- DATA SHOWN
use std::time::Duration;

use mercato::{BarInterval, DataRequest, DataType, HistoryPeriod, HistoryQuery, ProviderConfig};
use rust_decimal::Decimal;

use crate::helpers::{AAPL, MSFT, builder, mock, service};

#[tokio::test(start_paused = true)]
async fn quote_is_served_from_cache_until_ttl_elapses() {
    let a = mock("a");
    let svc = builder(&[(&a, ProviderConfig::new("a", 10).with_ttl(DataType::Quote, 60))])
        .build()
        .unwrap();

    let q0 = svc.get_quote(AAPL).await.unwrap();
    assert_eq!(q0.price, Decimal::new(15_000, 2));
    assert_eq!(a.calls(DataType::Quote), 1);

    tokio::time::advance(Duration::from_secs(30)).await;
    let q30 = svc.get_quote(AAPL).await.unwrap();
    assert_eq!(q30, q0);
    assert_eq!(a.calls(DataType::Quote), 1, "t=30s must be a cache hit");

    tokio::time::advance(Duration::from_secs(31)).await;
    svc.get_quote(AAPL).await.unwrap();
    assert_eq!(a.calls(DataType::Quote), 2, "t=61s must refetch");

    let recent = svc.get_recent_calls(10, None, false);
    let hits: Vec<bool> = recent.iter().rev().map(|r| r.cache_hit).collect();
    assert_eq!(hits, vec![false, true, false]);
    assert_eq!(svc.get_cache_stats().expirations, 1);
}

#[tokio::test]
async fn repeated_requests_return_identical_envelopes() {
    let a = mock("a");
    let svc = service(&[(&a, 10)]);

    let first = svc.get_info(AAPL).await.unwrap();
    let second = svc.get_info(AAPL).await.unwrap();
    assert_eq!(first, second);
    assert_eq!(a.calls(DataType::Info), 1);

    let stats = svc.get_stats();
    assert_eq!(stats.totals.calls, 2);
    assert_eq!(stats.totals.cache_hits, 1);
    assert_eq!(stats.totals.cache_misses, 1);
}

#[tokio::test]
async fn symbols_share_one_entry_regardless_of_case_and_padding() {
    let a = mock("a");
    let svc = service(&[(&a, 10)]);

    svc.get_quote(" aapl ").await.unwrap();
    let q = svc.get_quote(AAPL).await.unwrap();
    assert_eq!(q.symbol, AAPL);
    assert_eq!(a.calls(DataType::Quote), 1);
}

#[tokio::test]
async fn history_queries_are_cached_per_window() {
    let a = mock("a");
    let svc = service(&[(&a, 10)]);

    let daily = HistoryQuery::period(HistoryPeriod::M6, BarInterval::D1);
    let weekly = HistoryQuery::period(HistoryPeriod::M6, BarInterval::W1);
    svc.get_history(AAPL, daily).await.unwrap();
    svc.get_history(AAPL, daily).await.unwrap();
    svc.get_history(AAPL, weekly).await.unwrap();
    assert_eq!(a.calls(DataType::History), 2);
}

#[tokio::test]
async fn zero_ttl_disables_caching_for_that_type() {
    let a = mock("a");
    let svc = builder(&[(&a, ProviderConfig::new("a", 10).with_ttl(DataType::Quote, 0))])
        .build()
        .unwrap();

    svc.get_quote(AAPL).await.unwrap();
    svc.get_quote(AAPL).await.unwrap();
    assert_eq!(a.calls(DataType::Quote), 2);
    assert_eq!(svc.get_cache_stats().entries, 0);
}

#[tokio::test]
async fn invalidate_and_clear_force_refetch() {
    let a = mock("a");
    let svc = service(&[(&a, 10)]);

    svc.get_quote(AAPL).await.unwrap();
    svc.get_quote(MSFT).await.unwrap();
    assert_eq!(svc.get_cache_stats().entries, 2);

    let req = DataRequest::Quote {
        symbol: "aapl".to_string(),
    };
    assert!(svc.invalidate(&req).unwrap());
    assert!(!svc.invalidate(&req).unwrap());
    svc.get_quote(AAPL).await.unwrap();
    assert_eq!(a.calls(DataType::Quote), 3);

    svc.clear_cache();
    assert_eq!(svc.get_cache_stats().entries, 0);
    svc.get_quote(MSFT).await.unwrap();
    assert_eq!(a.calls(DataType::Quote), 4);
}

#[tokio::test(start_paused = true)]
async fn purge_expired_drops_only_stale_entries() {
    let a = mock("a");
    let svc = builder(&[(&a, ProviderConfig::new("a", 10).with_ttl(DataType::Quote, 5))])
        .build()
        .unwrap();

    svc.get_quote(AAPL).await.unwrap();
    svc.get_info(AAPL).await.unwrap();
    tokio::time::advance(Duration::from_secs(6)).await;

    assert_eq!(svc.purge_expired(), 1);
    assert_eq!(svc.get_cache_stats().entries, 1);
}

- EXERCISE OBJECTIVE
Here the job is to output the lines from the start of the material through the line with "async fn quote_is_served_from_cache_until_ttl_elapses()", inclusive, exactly and with nothing else.

- RESULT FOR THIS TASK
use std::time::Duration;

use mercato::{BarInterval, DataRequest, DataType, HistoryPeriod, HistoryQuery, ProviderConfig};
use rust_decimal::Decimal;

use crate::helpers::{AAPL, MSFT, builder, mock, service};

#[tokio::test(start_paused = true)]
async fn quote_is_served_from_cache_until_ttl_elapses() {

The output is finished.